_ASSIGNMENT:_ Take each line from the entries that holds "info" and copy it out.

_DATA FOR THIS TASK:_
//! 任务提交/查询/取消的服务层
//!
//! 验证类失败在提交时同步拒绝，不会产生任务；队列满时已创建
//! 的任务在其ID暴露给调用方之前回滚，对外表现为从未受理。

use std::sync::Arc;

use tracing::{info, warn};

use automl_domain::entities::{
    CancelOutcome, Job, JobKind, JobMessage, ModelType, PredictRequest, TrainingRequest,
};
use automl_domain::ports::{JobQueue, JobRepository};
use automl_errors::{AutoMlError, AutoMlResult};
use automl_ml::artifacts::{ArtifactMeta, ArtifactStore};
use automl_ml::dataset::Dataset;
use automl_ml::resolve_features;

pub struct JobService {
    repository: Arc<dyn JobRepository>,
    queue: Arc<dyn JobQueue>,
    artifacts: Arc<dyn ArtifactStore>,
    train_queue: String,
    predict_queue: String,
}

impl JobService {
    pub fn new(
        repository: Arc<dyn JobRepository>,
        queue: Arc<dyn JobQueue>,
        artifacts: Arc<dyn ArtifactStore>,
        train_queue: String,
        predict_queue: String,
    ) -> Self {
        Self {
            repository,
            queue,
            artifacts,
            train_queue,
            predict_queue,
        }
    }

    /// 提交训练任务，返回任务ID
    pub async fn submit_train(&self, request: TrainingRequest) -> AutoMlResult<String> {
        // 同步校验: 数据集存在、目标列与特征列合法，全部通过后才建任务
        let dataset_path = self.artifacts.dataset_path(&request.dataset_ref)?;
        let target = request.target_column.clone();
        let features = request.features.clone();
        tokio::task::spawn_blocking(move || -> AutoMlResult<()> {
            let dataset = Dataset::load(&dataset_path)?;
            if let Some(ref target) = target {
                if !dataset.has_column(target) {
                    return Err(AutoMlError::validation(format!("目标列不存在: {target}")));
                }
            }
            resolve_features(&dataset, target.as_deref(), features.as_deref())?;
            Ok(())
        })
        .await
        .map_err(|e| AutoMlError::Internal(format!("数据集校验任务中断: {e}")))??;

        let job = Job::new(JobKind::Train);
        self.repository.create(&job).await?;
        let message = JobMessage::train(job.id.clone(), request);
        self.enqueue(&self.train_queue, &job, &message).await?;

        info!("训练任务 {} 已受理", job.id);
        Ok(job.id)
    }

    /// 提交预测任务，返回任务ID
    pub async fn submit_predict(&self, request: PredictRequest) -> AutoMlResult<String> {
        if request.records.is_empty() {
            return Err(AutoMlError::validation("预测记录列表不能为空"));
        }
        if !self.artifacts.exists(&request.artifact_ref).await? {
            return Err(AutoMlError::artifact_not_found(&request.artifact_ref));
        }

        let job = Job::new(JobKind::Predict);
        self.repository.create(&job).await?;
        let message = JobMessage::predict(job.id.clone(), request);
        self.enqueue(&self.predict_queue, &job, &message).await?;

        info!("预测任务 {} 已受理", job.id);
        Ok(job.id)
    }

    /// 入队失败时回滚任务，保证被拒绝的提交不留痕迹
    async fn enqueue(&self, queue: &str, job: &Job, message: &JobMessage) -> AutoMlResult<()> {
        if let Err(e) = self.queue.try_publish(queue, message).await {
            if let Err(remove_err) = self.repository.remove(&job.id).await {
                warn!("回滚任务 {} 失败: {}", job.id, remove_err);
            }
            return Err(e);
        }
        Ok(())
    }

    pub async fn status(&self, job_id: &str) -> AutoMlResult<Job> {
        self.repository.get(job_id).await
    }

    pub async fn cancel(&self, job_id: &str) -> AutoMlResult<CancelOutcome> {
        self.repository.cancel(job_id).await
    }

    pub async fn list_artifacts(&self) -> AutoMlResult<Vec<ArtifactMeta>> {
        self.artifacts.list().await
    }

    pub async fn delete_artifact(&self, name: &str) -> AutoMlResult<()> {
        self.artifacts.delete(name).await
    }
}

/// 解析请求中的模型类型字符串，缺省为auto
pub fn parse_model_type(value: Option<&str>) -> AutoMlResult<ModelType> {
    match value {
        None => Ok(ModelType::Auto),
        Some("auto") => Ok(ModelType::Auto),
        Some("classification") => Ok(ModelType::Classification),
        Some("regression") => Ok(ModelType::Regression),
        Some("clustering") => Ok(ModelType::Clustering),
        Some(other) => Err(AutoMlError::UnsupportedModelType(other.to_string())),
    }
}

_SOLUTION TO THE PROBLEM:_
use tracing::{info, warn};
        info!("训练任务 {} 已受理", job.id);
        info!("预测任务 {} 已受理", job.id);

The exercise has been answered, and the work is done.